⭐️⭐️⭐️⭐️⭐️/5 stars.
Lada is brutal and sometimes downright cruel. She’s a complex character, because she is also capable of love. As much as she picks on her ‘weak’ younger brother, Radu, when push comes to shove, she loves him like nothing else. The story is never black and white. The most important parts are in the nuances, which makes the story come to life and makes it able to impact the reader with honest emotion and unavoidable facts of life. Like the story, the characters are outlined with ink-black broad hard strokes and slowly layered with color and nuance of strengths and weaknesses.

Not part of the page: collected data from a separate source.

impl OutcomeResolver {
    pub fn new(
        backend: BackendRef,
        stash: StashRef,
        navigator: NavigatorRef,
        landing: Landing,
        countdown: Duration,
    ) -> Self {
        Self {
            backend,
            stash,
            navigator,
            landing,
            countdown,
            in_flight: AtomicBool::new(false),
            mounted: AtomicBool::new(true),
            navigated: Arc::new(AtomicBool::new(false)),
            state: Mutex::new(ResolverState {
                outcome: Outcome::Processing,
                context: None,
                countdown: None,
                navigation_scheduled: false,
            }),
        }
    }

    pub async fn outcome(&self) -> Outcome {
        self.state.lock().await.outcome.clone()
    }

    /// The context of the last resolution attempt.
    pub async fn context(&self) -> Option<ResolutionContext> {
        self.state.lock().await.context.clone()
    }

    pub fn is_in_flight(&self) -> bool {
        self.in_flight.load(Ordering::Acquire)
    }

    /// Whether the automatic move to the login page has been scheduled.
    pub async fn navigation_scheduled(&self) -> bool {
        self.state.lock().await.navigation_scheduled
    }

    pub async fn resolve(&self, source: OutcomeSource) -> Outcome {
        let Some(_flight) = InFlight::acquire(&self.in_flight) else {
            tracing::debug!("verification already in flight; ignoring");
            return self.outcome().await;
        };
        if !self.is_mounted() {
            return self.outcome().await;
        }
        self.set_outcome(Outcome::Processing).await;

        match self.assemble(source).await {
            Ok(context) => self.run(context).await,
            Err(e) => {
                tracing::warn!(error = %e, "could not read pending transaction");
                let outcome = Outcome::Failed {
                    subject: self.landing.subject,
                    message: e.to_string(),
                };
                self.set_outcome(outcome.clone()).await;
                outcome
            }
        }
    }

    /// Re-runs verification with the last context. Manual only.
    pub async fn retry(&self) -> Outcome {
        let Some(context) = self.context().await else {
            return self.resolve(OutcomeSource::mount()).await;
        };
        let Some(_flight) = InFlight::acquire(&self.in_flight) else {
            return self.outcome().await;
        };
        if !self.is_mounted() {
            return self.outcome().await;
        }
        self.set_outcome(Outcome::Processing).await;
        self.run(context).await
    }

    /// Feeds a callback-mode widget event into the resolver.
    pub async fn handle_event(&self, event: CheckoutEvent) -> Outcome {
        match event {
            CheckoutEvent::Succeeded(payload) => {
                self.resolve(OutcomeSource::Callback(payload)).await
            }
            CheckoutEvent::Failed { reason } => {
                tracing::warn!(%reason, "checkout reported failure");
                let outcome = Outcome::Failed {
                    subject: self.landing.subject,
                    message: reason,
                };
                self.set_outcome(outcome.clone()).await;
                outcome
            }
            CheckoutEvent::Redirected { .. } | CheckoutEvent::Dismissed => {
                self.set_outcome(Outcome::Processing).await;
                Outcome::Processing
            }
        }
    }

    /// Carries out the primary action of an outcome.
    pub async fn perform(&self, action: Action) -> Outcome {
        match action {
            Action::Refresh | Action::Retry => return self.retry().await,
            Action::Restart(_) => {
                self.restart().await;
            }
            Action::GoToLogin(_) => {
                self.go_now().await;
            }
            Action::GoHome => self.go_home(),
        }
        self.outcome().await
    }

    /// Skips the countdown and goes to the login page now.
    pub async fn go_now(&self) -> Option<Destination> {
        let mut state = self.state.lock().await;
        if !state.outcome.is_success_like() {
            return None;
        }
        let subject = state.outcome.subject()?;
        if let Some(countdown) = state.countdown.take() {
            countdown.abort();
        }
        if self.navigated.swap(true, Ordering::AcqRel) {
            return None;
        }
        let destination = Destination::Login(subject);
        self.navigator.navigate(destination);
        Some(destination)
    }

    /// Drops the pending transaction and sends the user back to the form.
    pub async fn restart(&self) -> Destination {
        let mut state = self.state.lock().await;
        if let Some(countdown) = state.countdown.take() {
            countdown.abort();
        }
        let subject = state
            .context
            .as_ref()
            .and_then(|context| context.subject)
            .or(self.landing.subject);
        let slot = state
            .context
            .as_ref()
            .and_then(ResolutionContext::slot)
            .or_else(|| match self.landing.kind {
                TransactionKind::Renewal => Some(Slot::Renewal),
                TransactionKind::Registration => subject.map(Slot::Registration),
            });
        drop(state);

        if let Some(slot) = slot {
            self.clear(slot).await;
        }
        let destination = subject.map_or(Destination::Home, Destination::Registration);
        self.navigator.navigate(destination);
        destination
    }

    /// Waits until the scheduled login navigation has run, if there is one.
    pub async fn settle(&self) {
        let countdown = self.state.lock().await.countdown.take();
        if let Some(countdown) = countdown
            && let Err(e) = countdown.await
        {
            tracing::debug!(error = %e, "login countdown did not complete");
        }
    }

    pub fn go_home(&self) {
        self.navigator.navigate(Destination::Home);
    }

    /// The landing page is going away: late responses are dropped and any
    /// pending navigation is cancelled.
    pub async fn unmount(&self) {
        self.mounted.store(false, Ordering::Release);
        if let Some(countdown) = self.state.lock().await.countdown.take() {
            countdown.abort();
        }
    }

    fn is_mounted(&self) -> bool {
        self.mounted.load(Ordering::Acquire)
    }

    async fn set_outcome(&self, outcome: Outcome) {
        self.state.lock().await.outcome = outcome;
    }

    async fn assemble(&self, source: OutcomeSource) -> Result<ResolutionContext> {
        let (explicit_subject, order_id, temp_id) = match source {
            OutcomeSource::Callback(payload) => (payload.subject, payload.order_id, payload.temp_id),
            OutcomeSource::Redirect(params) => (None, params.order_id, params.temp_id),
        };
        let kind = self.landing.kind;
        let known_subject = explicit_subject.or(self.landing.subject);

        let slot = match kind {
            TransactionKind::Renewal => Some(Slot::Renewal),
            TransactionKind::Registration => known_subject
                .or_else(|| order_id.as_deref().and_then(classify))
                .map(Slot::Registration),
        };
        let record = match slot {
            Some(slot) => PendingTransaction::load(self.stash.as_ref(), slot).await?,
            None => None,
        };
        // A record for a different order was written by another attempt.
        let record = record.filter(|record| {
            order_id
                .as_deref()
                .is_none_or(|order_id| order_id == record.order_id)
        });

        let subject = known_subject.or(record.as_ref().map(|record| record.subject));
        let order_id = order_id.or_else(|| record.as_ref().map(|r| r.order_id.clone()));
        let subject = subject.or_else(|| order_id.as_deref().and_then(classify));

        Ok(ResolutionContext {
            kind,
            subject,
            order_id,
            temp_id: temp_id.or_else(|| record.as_ref().map(|r| r.temp_id.clone())),
            document: record.and_then(|record| record.document),
        })
    }

    async fn run(&self, context: ResolutionContext) -> Outcome {
        self.state.lock().await.context = Some(context.clone());

        let (route, request) = match context.request() {
            Ok(call) => call,
            Err(e) => {
                tracing::warn!(error = %e, ?context, "cannot verify payment");
                let message = match context.conflicting_tag() {
                    Some(tag) => format!(
                        "This is a {} payment and cannot be verified on the {} page.",
                        tag.kind, context.kind
                    ),
                    None => MISSING_PAYMENT_INFO.to_string(),
                };
                let outcome = Outcome::Failed {
                    subject: None,
                    message,
                };
                self.set_outcome(outcome.clone()).await;
                return outcome;
            }
        };
        let subject = request.subject;
        let slot = Slot::for_transaction(context.kind, subject);

        tracing::info!(?route, order_id = %request.order_id, "verifying payment");
        let verified = self.verify(route, request).await;

        if !self.is_mounted() {
            tracing::debug!("landing page unmounted; ignoring verification response");
            return self.outcome().await;
        }

        let outcome = match verified {
            Ok(response) => {
                self.clear(slot).await;
                let account = AccountSummary::from(&response);
                if response.existing {
                    Outcome::Existing { subject, account }
                } else {
                    self.schedule_login(subject).await;
                    Outcome::Success { subject, account }
                }
            }
            Err(CheckoutError::Verification {
                class,
                message,
                rejected,
            }) => match class {
                VerificationClass::Pending => Outcome::Pending { subject, message },
                VerificationClass::Expired => Outcome::Expired {
                    subject: Some(subject),
                    message,
                },
                VerificationClass::Existing => {
                    self.clear(slot).await;
                    Outcome::Existing {
                        subject,
                        account: AccountSummary::default(),
                    }
                }
                VerificationClass::Failed => {
                    if rejected {
                        self.clear(slot).await;
                    }
                    Outcome::Failed {
                        subject: Some(subject),
                        message,
                    }
                }
            },
            Err(other) => Outcome::Failed {
                subject: Some(subject),
                message: other.to_string(),
            },
        };

        tracing::info!(state = ?outcome.state(), %subject, "payment resolved");
        self.set_outcome(outcome.clone()).await;
        outcome
    }

    async fn verify(&self, route: VerifyRoute, request: VerifyRequest) -> Result<VerifyResponse> {
        match self.backend.verify(route, request).await {
            Ok(response) if response.success => Ok(response),
            Ok(response) => {
                let message = response
                    .error_text()
                    .unwrap_or("Payment verification failed")
                    .to_string();
                Err(CheckoutError::Verification {
                    class: VerificationClass::of(&message),
                    message,
                    rejected: true,
                })
            }
            Err(e) => {
                let message = e.message().to_string();
                Err(CheckoutError::Verification {
                    class: VerificationClass::of(&message),
                    message,
                    rejected: e.is_rejection(),
                })
            }
        }
    }

    async fn clear(&self, slot: Slot) {
        if let Err(e) = PendingTransaction::clear(self.stash.as_ref(), slot).await {
            tracing::warn!(error = %e, ?slot, "could not clear pending transaction");
        }
    }

    async fn schedule_login(&self, subject: SubjectType) {
        let mut state = self.state.lock().await;
        if state.navigation_scheduled {
            return;
        }
        state.navigation_scheduled = true;

        let navigator = self.navigator.clone();
        let navigated = self.navigated.clone();
        let delay = self.countdown;
        tracing::info!(?delay, %subject, "redirecting to login after countdown");
        state.countdown = Some(tokio::spawn(async move {
            tokio::time::sleep(delay).await;
            if !navigated.swap(true, Ordering::AcqRel) {
                navigator.navigate(Destination::Login(subject));
            }
        }));
    }
}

Vlad the Impaler reimagined as Lada is one hundred percent human, which is more difficult to portray than it sounds. She is strong willed and she won’t accept, that because she was born female, her options are limited to marriage and her life controlled by the whims of men.
Men here either looked right past her as though she did not exist, or looked so hard that she knew they were not seeing her at all. It made her long for a weapon in her hands, for a crown instead of snarled braids, for a beard even. For anything that would make them see her for who she was.
She yearns to break free of the confines that apply to women at the time and to show everyone what she’s capable of. To make them respect her. I wish there were more females in young adult with this level of badassery.
The story flows like a wild untamed river. It’s violent at times, and it will slam you against a few rocks before landing you in a still pool for a moment until it drags you under again. It’s a story with more layers than an onion and it never becomes boring. Reading And I Darken is like experiencing alternative history first hand. The characters are brilliantly human with all the strengths and weaknesses that comes with it. The story sweeps you off your feet. It puts you at the center of a riveting tale of love, loss and the human condition.
Fire burned in her heart, and her wounded soul spread out, casting a shadow like wings across her country. This was hers. Not because of her father. Not because of Mehmed. Because the land itself had claimed her as its own.
It’s about fighting for what you believe in and accepting that nothing great can be achieved without sacrifices, while at the same time also focusing on being true to yourself. I cannot wait to read whatever comes next in this grand tale.